La partie de Louis-Philippe n’était même pas compromise, le 23 février ; il la perdit avec une imbécillité sénile dont on reste stupéfait ; malgré la fusillade du boulevard des Capucines, malgré l’émotion qui en résulta, il suffisait de quelque vigueur pour tenir tête à l’émeute et empêcher le roi d’abandonner aux hasards de la violence les institutions qu’il avait juré de défendre. Ce n’était pas seulement sa couronne qui était en jeu, c’était la prospérité, c’était l’état social de la France. La nation s’était confiée à lui, en 1830 ; il ne fit rien pour la protéger et l’arracher à une révolution qu’elle ne désirait pas, dont elle resta longtemps atterrée. Un souverain n’a pas que sa personne et son trône à sauver ; il est pasteur de peuple et il doit avant tout veiller sur le troupeau. En ne faisant rien, dans la nuit du 23 au 24 février, en ne prenant aucune disposition sérieuse dans la matinée du 24, Louis-Philippe a été coupable et ceux qui le servaient ont été criminels.
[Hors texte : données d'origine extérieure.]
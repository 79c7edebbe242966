use novedades_misc::api::audit::GetAuditRequest;
use novedades_misc::api::QueryRequest;

use crate::db::types::CreateAuditParams;
use crate::db::Database;

pub fn run_audit_tests(db: &Database) {
    db.with_transaction(|tx| {
        tx.create_audit(CreateAuditParams {
            timestamp: 100,
            user_id: Some(1),
            user_name: "Usuario asalas".to_string(),
            action: "Inicio de Sesión",
            details: "Usuario asalas (ID: 1) inició sesión.".to_string(),
        })?;
        tx.create_audit(CreateAuditParams {
            timestamp: 200,
            user_id: Some(1),
            user_name: "Usuario asalas".to_string(),
            action: "Creación de Comentario",
            details: "Comentario Folio: 1.".to_string(),
        })?;
        tx.create_audit(CreateAuditParams {
            timestamp: 300,
            user_id: None,
            user_name: "Sistema".to_string(),
            action: "Desactivación de Usuario",
            details: "Desactivación automática.".to_string(),
        })?;
        Ok(())
    })
    .unwrap();

    db.with_transaction(|tx| {
        assert_eq!(tx.count_audits(GetAuditRequest::default())?, 3);

        // Newest first.
        let entries = tx.get_audits(GetAuditRequest::default())?;
        assert_eq!(entries.len(), 3);
        assert_eq!(entries[0].timestamp, 300);
        assert_eq!(entries[0].user_id, None);
        assert_eq!(entries[0].user_name, "Sistema");
        assert_eq!(entries[2].timestamp, 100);

        let by_user = tx.get_audits(GetAuditRequest {
            user_id: Some(1),
            ..Default::default()
        })?;
        assert_eq!(by_user.len(), 2);

        let by_action = tx.get_audits(GetAuditRequest {
            action: Some("Inicio de Sesión".to_string()),
            ..Default::default()
        })?;
        assert_eq!(by_action.len(), 1);
        assert_eq!(by_action[0].timestamp, 100);

        let paged = tx.get_audits(GetAuditRequest {
            query: QueryRequest {
                limit: Some(1),
                offset: Some(2),
                ..Default::default()
            },
            ..Default::default()
        })?;
        assert_eq!(paged.len(), 1);
        assert_eq!(paged[0].timestamp, 100);

        Ok(())
    })
    .unwrap();
}
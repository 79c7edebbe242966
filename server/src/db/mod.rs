mod sql;
mod sqlite;

#[cfg(test)]
mod tests;

pub mod config;
pub mod types;

use std::cell::RefCell;
use std::sync::Mutex;

use anyhow::{bail, Result};
use novedades_misc::api::audit::{AuditEntry, GetAuditRequest};
use novedades_misc::api::comment::{Comment, GetCommentRequest};
use novedades_misc::api::factor::{Factor, GetFactorRequest, GetSubFactorRequest, SubFactor};
use novedades_misc::api::user::{GetUserRequest, PatchUserRequest, User};
use sqlite::{SqliteConnection, SqliteTransaction};
use types::{
    Connection, CreateAuditParams, CreateCommentParams, CreateUserParams, Transaction,
    UserPassword,
};

pub struct Database {
    conn: Mutex<RefCell<UnionConnection>>,
}

impl Database {
    pub fn new(conn: UnionConnection) -> Self {
        Self {
            conn: Mutex::new(RefCell::new(conn)),
        }
    }

    #[cfg(test)]
    pub fn new_test() -> Self {
        let conn = SqliteConnection::memory().unwrap();
        Self::new(UnionConnection::Sqlite(conn))
    }

    pub fn with_transaction<T, F>(&self, f: F) -> Result<T>
    where
        F: FnOnce(&dyn Transaction) -> Result<T>,
    {
        let conn = match self.conn.lock() {
            Ok(conn) => conn,
            Err(e) => bail!("failed to lock connection: {:#}", e),
        };
        let mut conn = conn.borrow_mut();
        let tx = conn.transaction()?;

        let result = f(&tx);

        if result.is_ok() {
            tx.commit()
        } else {
            tx.rollback()
        }?;

        result
    }
}

pub enum UnionConnection {
    Sqlite(SqliteConnection),
}

pub enum UnionTransaction<'a> {
    Sqlite(SqliteTransaction<'a>),
}

impl<'a> Connection<'a, UnionTransaction<'a>> for UnionConnection {
    fn transaction(&'a mut self) -> Result<UnionTransaction<'a>> {
        match self {
            UnionConnection::Sqlite(conn) => conn.transaction().map(UnionTransaction::Sqlite),
        }
    }
}

impl Transaction for UnionTransaction<'_> {
    fn create_user(&self, params: CreateUserParams) -> Result<u64> {
        match self {
            UnionTransaction::Sqlite(tx) => tx.create_user(params),
        }
    }

    fn update_user(&self, patch: PatchUserRequest, update_time: u64) -> Result<()> {
        match self {
            UnionTransaction::Sqlite(tx) => tx.update_user(patch, update_time),
        }
    }

    fn get_user(&self, id: u64) -> Result<Option<User>> {
        match self {
            UnionTransaction::Sqlite(tx) => tx.get_user(id),
        }
    }

    fn get_user_by_name(&self, name: &str) -> Result<Option<User>> {
        match self {
            UnionTransaction::Sqlite(tx) => tx.get_user_by_name(name),
        }
    }

    fn has_user_name(&self, name: &str) -> Result<bool> {
        match self {
            UnionTransaction::Sqlite(tx) => tx.has_user_name(name),
        }
    }

    fn count_users(&self, req: GetUserRequest) -> Result<u64> {
        match self {
            UnionTransaction::Sqlite(tx) => tx.count_users(req),
        }
    }

    fn get_users(&self, req: GetUserRequest) -> Result<Vec<User>> {
        match self {
            UnionTransaction::Sqlite(tx) => tx.get_users(req),
        }
    }

    fn get_user_password(&self, name: &str) -> Result<Option<UserPassword>> {
        match self {
            UnionTransaction::Sqlite(tx) => tx.get_user_password(name),
        }
    }

    fn primary_supervisor(&self, id: u64) -> Result<Option<u64>> {
        match self {
            UnionTransaction::Sqlite(tx) => tx.primary_supervisor(id),
        }
    }

    fn create_comment(&self, params: CreateCommentParams) -> Result<u64> {
        match self {
            UnionTransaction::Sqlite(tx) => tx.create_comment(params),
        }
    }

    fn get_comment(&self, folio: u64) -> Result<Option<Comment>> {
        match self {
            UnionTransaction::Sqlite(tx) => tx.get_comment(folio),
        }
    }

    fn count_comments(&self, req: GetCommentRequest) -> Result<u64> {
        match self {
            UnionTransaction::Sqlite(tx) => tx.count_comments(req),
        }
    }

    fn get_comments(&self, req: GetCommentRequest) -> Result<Vec<Comment>> {
        match self {
            UnionTransaction::Sqlite(tx) => tx.get_comments(req),
        }
    }

    fn accept_comment(&self, folio: u64, observacion: &str, accept_time: u64) -> Result<bool> {
        match self {
            UnionTransaction::Sqlite(tx) => tx.accept_comment(folio, observacion, accept_time),
        }
    }

    fn create_factor(&self, name: &str) -> Result<u64> {
        match self {
            UnionTransaction::Sqlite(tx) => tx.create_factor(name),
        }
    }

    fn has_factor(&self, id: u64) -> Result<bool> {
        match self {
            UnionTransaction::Sqlite(tx) => tx.has_factor(id),
        }
    }

    fn get_factors(&self, req: GetFactorRequest) -> Result<Vec<Factor>> {
        match self {
            UnionTransaction::Sqlite(tx) => tx.get_factors(req),
        }
    }

    fn create_subfactor(&self, name: &str, factor_id: u64) -> Result<u64> {
        match self {
            UnionTransaction::Sqlite(tx) => tx.create_subfactor(name, factor_id),
        }
    }

    fn has_subfactor(&self, id: u64) -> Result<bool> {
        match self {
            UnionTransaction::Sqlite(tx) => tx.has_subfactor(id),
        }
    }

    fn get_subfactors(&self, req: GetSubFactorRequest) -> Result<Vec<SubFactor>> {
        match self {
            UnionTransaction::Sqlite(tx) => tx.get_subfactors(req),
        }
    }

    fn create_audit(&self, params: CreateAuditParams) -> Result<()> {
        match self {
            UnionTransaction::Sqlite(tx) => tx.create_audit(params),
        }
    }

    fn count_audits(&self, req: GetAuditRequest) -> Result<u64> {
        match self {
            UnionTransaction::Sqlite(tx) => tx.count_audits(req),
        }
    }

    fn get_audits(&self, req: GetAuditRequest) -> Result<Vec<AuditEntry>> {
        match self {
            UnionTransaction::Sqlite(tx) => tx.get_audits(req),
        }
    }

    fn commit(self) -> Result<()> {
        match self {
            UnionTransaction::Sqlite(tx) => tx.commit(),
        }
    }

    fn rollback(self) -> Result<()> {
        match self {
            UnionTransaction::Sqlite(tx) => tx.rollback(),
        }
    }
}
Nul homme ne se rencontra qui fit acte d’énergie ; le maréchal Bugeaud pérora, au lieu d’aller, dès le point du jour, chercher la révolte dans ses repaires ; le duc de Nemours, commandant nominal en chef de l’armée, plus plein de morgue que jamais, méprisait trop la populace pour daigner s’en occuper et resta près du palais, au milieu de son état-major ; le duc de Montpensier estimait que son père était bien lent à abdiquer. Les deux hommes d’action de la famille d’Orléans, le prince de Joinville et le duc d’Aumale, étaient à Alger ; au reçu d’une lettre de François Arago, ils déguerpirent. La reine, se retrouvant hautaine dans ces circonstances, prononça un mot cruel et immérité ; lorsque le roi eut signé son abdication, elle se tourna vers la duchesse d’Orléans et lui dit : « Eh bien ! Hélène, vous devez être contente ! » La duchesse d’Orléans était si peu « contente » qu’elle égara un de ses enfants au milieu de la Chambre des députés.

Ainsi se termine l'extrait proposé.